<<<<

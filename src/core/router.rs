use regex::Regex;
use serde::Deserialize;
use tracing::{debug, error, warn};

/// 路由规则：文件名模式 -> 目标前缀
#[derive(Debug, Clone)]
pub struct RoutingRule {
    pattern: Regex,
    target: String,
}

impl RoutingRule {
    /// 模式从文件名开头匹配（不要求匹配到结尾）
    pub fn new(pattern: &str, target: &str) -> Result<Self, regex::Error> {
        Ok(Self {
            pattern: Regex::new(&format!("^(?:{})", pattern))?,
            target: target.to_string(),
        })
    }

    pub fn matches(&self, name: &str) -> bool {
        self.pattern.is_match(name)
    }

    pub fn target(&self) -> &str {
        &self.target
    }
}

/// 配置中的原始规则项
#[derive(Debug, Clone, Deserialize)]
pub struct RawRule {
    #[serde(default)]
    pub pattern: Option<String>,
    #[serde(default)]
    pub target_folder: Option<String>,
}

/// 按顺序匹配的路由器，第一个命中的规则生效
#[derive(Debug, Clone, Default)]
pub struct PatternRouter {
    rules: Vec<RoutingRule>,
}

impl PatternRouter {
    pub fn new(rules: Vec<RoutingRule>) -> Self {
        Self { rules }
    }

    /// 解析 JSON 规则列表，丢弃不完整或正则非法的规则
    pub fn from_json(json: &str) -> Result<Self, serde_json::Error> {
        let raw: Vec<RawRule> = serde_json::from_str(json)?;
        Ok(Self::from_raw(raw))
    }

    pub fn from_raw(raw: Vec<RawRule>) -> Self {
        let mut rules = Vec::with_capacity(raw.len());
        for item in raw {
            let (pattern, target) = match (&item.pattern, &item.target_folder) {
                (Some(p), Some(t)) if !p.is_empty() && !t.is_empty() => (p, t),
                _ => {
                    warn!("无效的规则项: {:?}，已跳过", item);
                    continue;
                }
            };
            match RoutingRule::new(pattern, target) {
                Ok(rule) => rules.push(rule),
                Err(e) => error!("无效的正则表达式 '{}': {}，已跳过", pattern, e),
            }
        }
        debug!("已加载 {} 条路由规则", rules.len());
        Self { rules }
    }

    /// 返回第一个匹配规则的目标前缀
    pub fn route(&self, name: &str) -> Option<&str> {
        self.rules
            .iter()
            .find(|rule| rule.matches(name))
            .map(|rule| rule.target())
    }

    pub fn len(&self) -> usize {
        self.rules.len()
    }

    pub fn is_empty(&self) -> bool {
        self.rules.is_empty()
    }
}

/// 目标 key = 前缀 + "/" + 文件名
pub fn destination_key(target: &str, name: &str) -> String {
    format!("{}/{}", target, name)
}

>>>>

What is needed ::
The answer should be one number: how many lines in the listing above contain "rules".

Solution to this task ::
10